Pressures to restructure, reengineer, reframe, repurpose, or otherwise change themselves; to constantly improve the efficiency, effectiveness, equity, and quality of their processes; and to collaborate or compete with others more effectively to better serve key external or internal customers

The related need to make best use of the expanding array of information, communication, and social networking technologies

The need to integrate plans of many different kinds—strategic, business, budget, information technology, human resource management, and financial plans and also short-term action plans

Leaders and managers of organizations and communities must think, act, and learn strategically, now and in the future, if they are to meet their legal, ethical, professional, organizational, community, and public service obligations successfully. Taking a strategic planning approach is a must if these organizations and communities are to compete, survive, and prosper—and if real public value is to be created and the common good is to be served.

This workbook addresses key issues in the design of an overall strategic planning process, from the initial stages through plan preparation, review, and subsequent implementation and evaluation. However, it only touches on the major elements of these processes. We therefore recommend that this workbook be used in tandem with the fourth edition of Strategic Planning for Public and Nonprofit Organizations (Bryson, 2011), which places this workbook’s and the accompanying implementation workbook’s guidance and worksheets in a broader context, provides information on other significant issues, reviews relevant details, and alerts users to important caveats.

Furthermore, this workbook is not a substitute for the internal or external professional strategic planning consultation and facilitation services often needed during a strategic planning effort. The process of strategic planning is both important enough and difficult enough that having support from someone who has “been there and done that”—and who has thought wisely and reflectively about the process—may make the difference between a successful, high-value effort and one that stalls or fails or that even though completed does not produce high-value results.

Audience

This workbook is intended mostly for leaders, managers, planners, employees, and other stakeholders of public and nonprofit organizations and communities. We have found, however, that many people in private sector organizations have used the previous editions of this workbook, too, either because their organizations have a direct business relationship with public or nonprofit organizations or because they find the approach generally applicable to organizational strategic planning. We have also discovered that a surprising number of people use this approach to do personal strategic planning, that is, for themselves as individuals. The audience for the third edition of this workbook therefore includes

People interested in exploring the applicability of strategic planning to their organizations, networks, collaborations, or communities—and perhaps themselves

Sponsors, champions, and funders of strategic planning processes

Strategic planning teams

Strategic planning consultants and process facilitators

Teachers and students of strategic planning

Where This Workbook Will Be Relevant

This workbook is designed to be of use to a variety of people and groups working on developing a strategic plan for

Public and nonprofit organizations as whole entities (rather than their parts)
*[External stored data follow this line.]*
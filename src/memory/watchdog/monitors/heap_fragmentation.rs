//! Heap fragmentation limit.

use std::sync::Arc;

use serde_json::Value;

use crate::memory::process::ProcessMemory;
use crate::memory::watchdog::monitor::{Condition, Payload};
use crate::observability::metrics;

pub const DEFAULT_MAX_HEAP_FRAGMENTATION: f64 = 0.5;

/// Violated while the sampled heap fragmentation ratio exceeds the limit.
pub struct HeapFragmentation {
    memory: Arc<dyn ProcessMemory>,
    max_heap_fragmentation: f64,
    fragmentation: f64,
}

impl HeapFragmentation {
    pub fn new(memory: Arc<dyn ProcessMemory>, max_heap_fragmentation: f64) -> Self {
        metrics::set_max_heap_fragmentation(max_heap_fragmentation);

        Self {
            memory,
            max_heap_fragmentation,
            fragmentation: 0.0,
        }
    }

    /// The most recent sample.
    pub fn fragmentation(&self) -> f64 {
        self.fragmentation
    }

    pub fn max_heap_fragmentation(&self) -> f64 {
        self.max_heap_fragmentation
    }
}

impl Condition for HeapFragmentation {
    fn refresh_state(&mut self) {
        self.fragmentation = self.memory.heap_fragmentation();
    }

    fn above_the_limit(&self) -> bool {
        self.fragmentation > self.max_heap_fragmentation
    }

    fn payload(&self) -> Payload {
        let mut payload = Payload::new();
        payload.insert("message".into(), Value::from("heap fragmentation limit exceeded"));
        payload.insert("memwd_cur_heap_frag".into(), Value::from(self.fragmentation));
        payload.insert("memwd_max_heap_frag".into(), Value::from(self.max_heap_fragmentation));
        payload
    }
}

#[cfg(test)]
mod tests {
    use super::*;
    use crate::memory::watchdog::monitor::{Monitor, StrikeMonitor, Tick};
    use std::sync::Mutex;

    struct FragmentationFeed(Mutex<Vec<f64>>);

    impl ProcessMemory for FragmentationFeed {
        fn rss_bytes(&self) -> u64 {
            1024
        }

        fn uss_bytes(&self, _pid: Option<u32>) -> u64 {
            0
        }

        fn heap_fragmentation(&self) -> f64 {
            let mut feed = self.0.lock().unwrap();
            if feed.is_empty() {
                0.0
            } else {
                feed.remove(0)
            }
        }
    }

    #[test]
    fn test_limit_is_exclusive() {
        let memory = Arc::new(FragmentationFeed(Mutex::new(vec![0.5, 0.51])));
        let mut condition = HeapFragmentation::new(memory, DEFAULT_MAX_HEAP_FRAGMENTATION);

        condition.refresh_state();
        assert!(!condition.above_the_limit());

        condition.refresh_state();
        assert!(condition.above_the_limit());
        assert_eq!(condition.fragmentation(), 0.51);
    }

    #[test]
    fn test_fires_with_fragmentation_payload() {
        let memory = Arc::new(FragmentationFeed(Mutex::new(vec![0.8, 0.8, 0.8])));
        let condition = HeapFragmentation::new(memory.clone(), 0.5);
        let mut monitor = StrikeMonitor::new(condition, 2, "puma_1", memory);
        let mut seen = None;

        monitor.call(None);
        monitor.call(None);
        let tick = monitor.call(Some(&mut |payload: &Payload| seen = Some(payload.clone())));

        assert!(matches!(tick, Tick::Handled(_)));
        assert_eq!(monitor.reason(), "heap_fragmentation");

        let payload = seen.unwrap();
        assert_eq!(payload["message"], "heap fragmentation limit exceeded");
        assert_eq!(payload["memwd_cur_heap_frag"], 0.8);
        assert_eq!(payload["memwd_max_heap_frag"], 0.5);
        assert_eq!(payload["memwd_cur_strikes"], 3);
    }
}
//! OS signal handling.

use tokio::sync::broadcast;

use crate::lifecycle::Shutdown;

/// Wait for SIGINT or SIGTERM, or for another task to trigger `shutdown`
/// (observed through `triggered`, subscribed before any task starts).
/// Triggers `shutdown` before returning.
pub async fn wait_for_shutdown(shutdown: &Shutdown, mut triggered: broadcast::Receiver<()>) {
    tokio::select! {
        _ = ctrl_c() => tracing::info!("Received SIGINT"),
        _ = terminate() => tracing::info!("Received SIGTERM"),
        _ = triggered.recv() => tracing::info!("Shutdown requested internally"),
    }

    shutdown.trigger();
}

async fn ctrl_c() {
    if let Err(e) = tokio::signal::ctrl_c().await {
        tracing::error!(error = %e, "Failed to listen for SIGINT");
        std::future::pending::<()>().await;
    }
}

#[cfg(unix)]
async fn terminate() {
    use tokio::signal::unix::{signal, SignalKind};

    match signal(SignalKind::terminate()) {
        Ok(mut sigterm) => {
            sigterm.recv().await;
        }
        Err(e) => {
            tracing::error!(error = %e, "Failed to listen for SIGTERM");
            std::future::pending::<()>().await;
        }
    }
}

#[cfg(not(unix))]
async fn terminate() {
    std::future::pending::<()>().await;
}
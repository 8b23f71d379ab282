//! Application state store.
//!
//! Holds the controller's [`AppState`] behind a `tokio::sync::watch`
//! channel.  The network service is the only writer; any number of
//! readers (a UI, the log task in `main.rs`, tests) subscribe and see each
//! change in the order it was applied.
//!
//! Subscribers are only woken when a mutation actually changed something,
//! so a host that re-sends identical `SYSTEM_STATS` does not cause redraws.

use std::sync::Arc;

use slate_core::{AppState, StateMutation};
use tokio::sync::watch;
use tracing::{debug, error};

use super::auth_session::TokenStore;

/// Single-writer store for [`AppState`] with change notification.
pub struct StateStore {
    state: watch::Sender<AppState>,
    tokens: Arc<dyn TokenStore>,
}

impl StateStore {
    pub fn new(tokens: Arc<dyn TokenStore>) -> Self {
        let (state, _) = watch::channel(AppState::default());
        Self { state, tokens }
    }

    /// Returns a receiver that observes every future change.
    pub fn subscribe(&self) -> watch::Receiver<AppState> {
        self.state.subscribe()
    }

    /// Returns a copy of the current state.
    pub fn snapshot(&self) -> AppState {
        self.state.borrow().clone()
    }

    /// Applies mutations in order and notifies subscribers once if any of
    /// them changed the view.
    ///
    /// Credential mutations go to the token store.  A storage failure is
    /// logged; the remaining mutations are still applied.
    pub fn apply<'a, I>(&self, mutations: I)
    where
        I: IntoIterator<Item = &'a StateMutation>,
    {
        let mutations: Vec<&StateMutation> = mutations.into_iter().collect();

        for mutation in mutations.iter().filter(|m| m.is_credential()) {
            self.apply_credential(mutation);
        }

        self.state.send_if_modified(|state| {
            let mut changed = false;
            for mutation in mutations.iter().filter(|m| !m.is_credential()) {
                changed |= state.apply(mutation);
            }
            changed
        });
    }

    /// Applies a single mutation.
    pub fn apply_one(&self, mutation: StateMutation) {
        self.apply([&mutation]);
    }

    fn apply_credential(&self, mutation: &StateMutation) {
        let result = match mutation {
            StateMutation::StoreSessionToken(token) => {
                debug!("persisting session token issued by host");
                self.tokens.store(token)
            }
            StateMutation::ForgetSessionToken => {
                debug!("host requires authentication; forgetting session token");
                self.tokens.erase()
            }
            _ => Ok(()),
        };
        if let Err(e) = result {
            error!("failed to update session token: {e}");
        }
    }
}

// ── Tests ─────────────────────────────────────────────────────────────────────

#[cfg(test)]
mod tests {
    use super::*;
    use crate::infrastructure::token_store::MemoryTokenStore;
    use slate_core::domain::model::SystemStats;
    use slate_core::{AuthStatus, ConnectionStatus};

    fn store_with_tokens() -> (StateStore, Arc<MemoryTokenStore>) {
        let tokens = Arc::new(MemoryTokenStore::default());
        (StateStore::new(Arc::clone(&tokens) as Arc<dyn TokenStore>), tokens)
    }

    #[test]
    fn test_apply_updates_snapshot() {
        // Arrange
        let (store, _) = store_with_tokens();

        // Act
        store.apply(&[
            StateMutation::SetConnection(ConnectionStatus::Connected),
            StateMutation::SetAuth(AuthStatus::Authenticated),
        ]);

        // Assert
        let state = store.snapshot();
        assert_eq!(state.connection, ConnectionStatus::Connected);
        assert_eq!(state.auth, AuthStatus::Authenticated);
    }

    #[test]
    fn test_subscriber_is_notified_only_on_change() {
        let (store, _) = store_with_tokens();
        let mut rx = store.subscribe();
        let stats = SystemStats {
            cpu: 1.0,
            ram: 2.0,
            gpu: None,
        };

        store.apply_one(StateMutation::ReplaceSystemStats(stats));
        assert!(rx.has_changed().unwrap());
        rx.mark_unchanged();

        store.apply_one(StateMutation::ReplaceSystemStats(stats));
        assert!(!rx.has_changed().unwrap());
    }

    #[test]
    fn test_credential_mutations_reach_token_store() {
        // Arrange
        let (store, tokens) = store_with_tokens();

        // Act / Assert – store
        store.apply_one(StateMutation::StoreSessionToken("S".to_string()));
        assert_eq!(tokens.load().unwrap().as_deref(), Some("S"));

        // Act / Assert – forget
        store.apply_one(StateMutation::ForgetSessionToken);
        assert_eq!(tokens.load().unwrap(), None);
    }

    #[test]
    fn test_credential_mutations_do_not_notify_view() {
        let (store, _) = store_with_tokens();
        let mut rx = store.subscribe();
        rx.mark_unchanged();

        store.apply_one(StateMutation::StoreSessionToken("S".to_string()));

        assert!(!rx.has_changed().unwrap());
    }
}
//! slate-controller library entry point.
//!
//! Re-exports all public modules so that integration tests in `tests/`
//! and the binary entry point in `main.rs` share the same module tree.
//!
//! # What does slate-controller do? (for beginners)
//!
//! The *controller* is the touch-panel side of Slate.  It holds a WebSocket
//! open to the *host* (the desktop that actually executes actions) and keeps
//! a live copy of the host's buttons, profiles, and system statistics.
//!
//! The controller:
//!
//! 1. Trades a one-time pairing token from its launch URL for a long-lived
//!    session token (`AuthSession`).
//! 2. Opens the WebSocket, sends `HELLO` with the session token, and
//!    reconnects with exponential backoff when the link drops
//!    (`ConnectionMachine` + the network service).
//! 3. Decodes every host frame with `slate_core::handle_frame` and applies
//!    the resulting mutations to its state (`StateStore`).
//! 4. Sends `BUTTON_PRESSED`, `SWITCH_PROFILE`, and list requests on behalf
//!    of the user.

/// Application layer: auth session, connection state machine, state store.
pub mod application;

/// Infrastructure layer: WebSocket driver, HTTP client, token storage, config.
pub mod infrastructure;
//! `PairingTokenSource` over the host's REST API.

use async_trait::async_trait;
use slate_controller::infrastructure::host_api::HostApi;
use slate_core::protocol::http::{PairingTokenResponse, ServerInfo};

use crate::application::pairing_ticket::{PairError, PairingTokenSource};

#[async_trait]
impl PairingTokenSource for HostApi {
    async fn issue_pairing_token(&self) -> Result<PairingTokenResponse, PairError> {
        HostApi::issue_pairing_token(self)
            .await
            .map_err(|e| PairError::Host(e.to_string()))
    }

    async fn server_info(&self) -> Result<ServerInfo, PairError> {
        HostApi::server_info(self)
            .await
            .map_err(|e| PairError::Host(e.to_string()))
    }
}
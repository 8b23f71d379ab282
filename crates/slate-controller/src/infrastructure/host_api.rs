//! HTTP client for the host's REST endpoints.
//!
//! The sync channel is a WebSocket, but a few things happen over plain
//! HTTP:
//!
//! - trading a pairing token for a session token (controller),
//! - issuing a fresh pairing token and discovering the LAN address (pairing
//!   panel),
//! - the `/health` identity probe (discovery tooling).
//!
//! Every request carries the per-request timeout from the config.

use std::time::Duration;

use async_trait::async_trait;
use serde::de::DeserializeOwned;
use thiserror::Error;
use tracing::debug;
use url::Url;

use slate_core::protocol::http::{
    ExchangeResponse, HealthResponse, PairingTokenResponse, ServerInfo, EXCHANGE_PATH,
    HEALTH_PATH, PAIRING_TOKEN_PARAM, PAIRING_TOKEN_PATH, SERVER_INFO_PATH,
};

use crate::application::auth_session::{ExchangeError, PairingExchange};

/// Errors from a host REST call.
#[derive(Debug, Error)]
pub enum HostApiError {
    /// The configured base URL cannot be joined with an endpoint path.
    #[error("invalid host URL: {0}")]
    InvalidUrl(#[from] url::ParseError),

    /// The request failed before a status was received, or the body could
    /// not be decoded.
    #[error("request failed: {0}")]
    Request(#[from] reqwest::Error),

    /// The host answered with a non-success status.
    #[error("{path} returned HTTP {status}")]
    Status { path: &'static str, status: u16 },
}

/// Thin typed wrapper over the host's HTTP surface.
#[derive(Debug, Clone)]
pub struct HostApi {
    client: reqwest::Client,
    base_url: Url,
    timeout: Duration,
}

impl HostApi {
    pub fn new(base_url: Url, timeout: Duration) -> Self {
        Self {
            client: reqwest::Client::new(),
            base_url,
            timeout,
        }
    }

    pub fn base_url(&self) -> &Url {
        &self.base_url
    }

    /// `POST /api/auth/exchange?qrToken=<token>` → session token.
    ///
    /// # Errors
    ///
    /// [`HostApiError::Status`] when the host rejects the token (401 for an
    /// expired, used, or unknown token).
    pub async fn exchange_pairing_token(&self, pairing_token: &str) -> Result<String, HostApiError> {
        let url = self.endpoint(EXCHANGE_PATH)?;
        debug!("POST {EXCHANGE_PATH}");
        let resp = self
            .client
            .post(url)
            .query(&[(PAIRING_TOKEN_PARAM, pairing_token)])
            .timeout(self.timeout)
            .send()
            .await?;
        let body: ExchangeResponse = Self::decode(EXCHANGE_PATH, resp).await?;
        Ok(body.session_token)
    }

    /// `GET /api/auth/qr-token` → a fresh pairing token and its TTL.
    ///
    /// # Errors
    ///
    /// Any [`HostApiError`].
    pub async fn issue_pairing_token(&self) -> Result<PairingTokenResponse, HostApiError> {
        self.get(PAIRING_TOKEN_PATH).await
    }

    /// `GET /api/server-info` → LAN address and ports.
    ///
    /// # Errors
    ///
    /// Any [`HostApiError`].
    pub async fn server_info(&self) -> Result<ServerInfo, HostApiError> {
        self.get(SERVER_INFO_PATH).await
    }

    /// `GET /health` → host identity.
    ///
    /// # Errors
    ///
    /// Any [`HostApiError`].
    pub async fn health(&self) -> Result<HealthResponse, HostApiError> {
        self.get(HEALTH_PATH).await
    }

    async fn get<T: DeserializeOwned>(&self, path: &'static str) -> Result<T, HostApiError> {
        let url = self.endpoint(path)?;
        debug!("GET {path}");
        let resp = self.client.get(url).timeout(self.timeout).send().await?;
        Self::decode(path, resp).await
    }

    async fn decode<T: DeserializeOwned>(
        path: &'static str,
        resp: reqwest::Response,
    ) -> Result<T, HostApiError> {
        let status = resp.status();
        if !status.is_success() {
            return Err(HostApiError::Status {
                path,
                status: status.as_u16(),
            });
        }
        Ok(resp.json::<T>().await?)
    }

    fn endpoint(&self, path: &str) -> Result<Url, HostApiError> {
        Ok(self.base_url.join(path)?)
    }
}

#[async_trait]
impl PairingExchange for HostApi {
    async fn exchange(&self, pairing_token: &str) -> Result<String, ExchangeError> {
        match self.exchange_pairing_token(pairing_token).await {
            Ok(token) => Ok(token),
            Err(HostApiError::Status { status, .. }) => Err(ExchangeError::Rejected { status }),
            Err(HostApiError::Request(e)) if e.is_decode() => {
                Err(ExchangeError::Malformed(e.to_string()))
            }
            Err(e) => Err(ExchangeError::Network(e.to_string())),
        }
    }
}

// ── Tests ─────────────────────────────────────────────────────────────────────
Parts of public and nonprofit organizations (departments, divisions, offices, bureaus, units)

Personnel involved with programs, projects, business processes, and functions (such as personnel, finance, purchasing, and information management) that cross departmental lines within an organization

Collaborations involving programs, projects, business processes, and services that involve more than one organization in often more than one sector

Networks or groups of organizations focused on cross-cutting functions or issues

Communities

On occasion, single individuals

The worksheets generally assume that the focus of the strategic planning effort is an organization. Please tailor and modify them appropriately if your focus is different.

How This Workbook Facilitates Strategic Planning

The workbook makes strategic planning easier in several ways, including the following:

The strategic planning process is

demystified

and made understandable and accessible. Although we have taken the risk of simplifying a complex process, this approach has been tested in hundreds of strategic planning efforts.

Fears about the process are allayed through the presentation of a simple, flexible model; step-by-step guidance; and easily understood worksheets.

Process sponsors, champions, consultants, and facilitators are provided with many of the tools they will need to guide an organization or group through a strategic process of thinking, acting, and learning.

The complex process of strategic planning has been broken down into manageable steps, making the overall strategy change process easier to manage.

Use of the workbook can document progress and keep the process on track.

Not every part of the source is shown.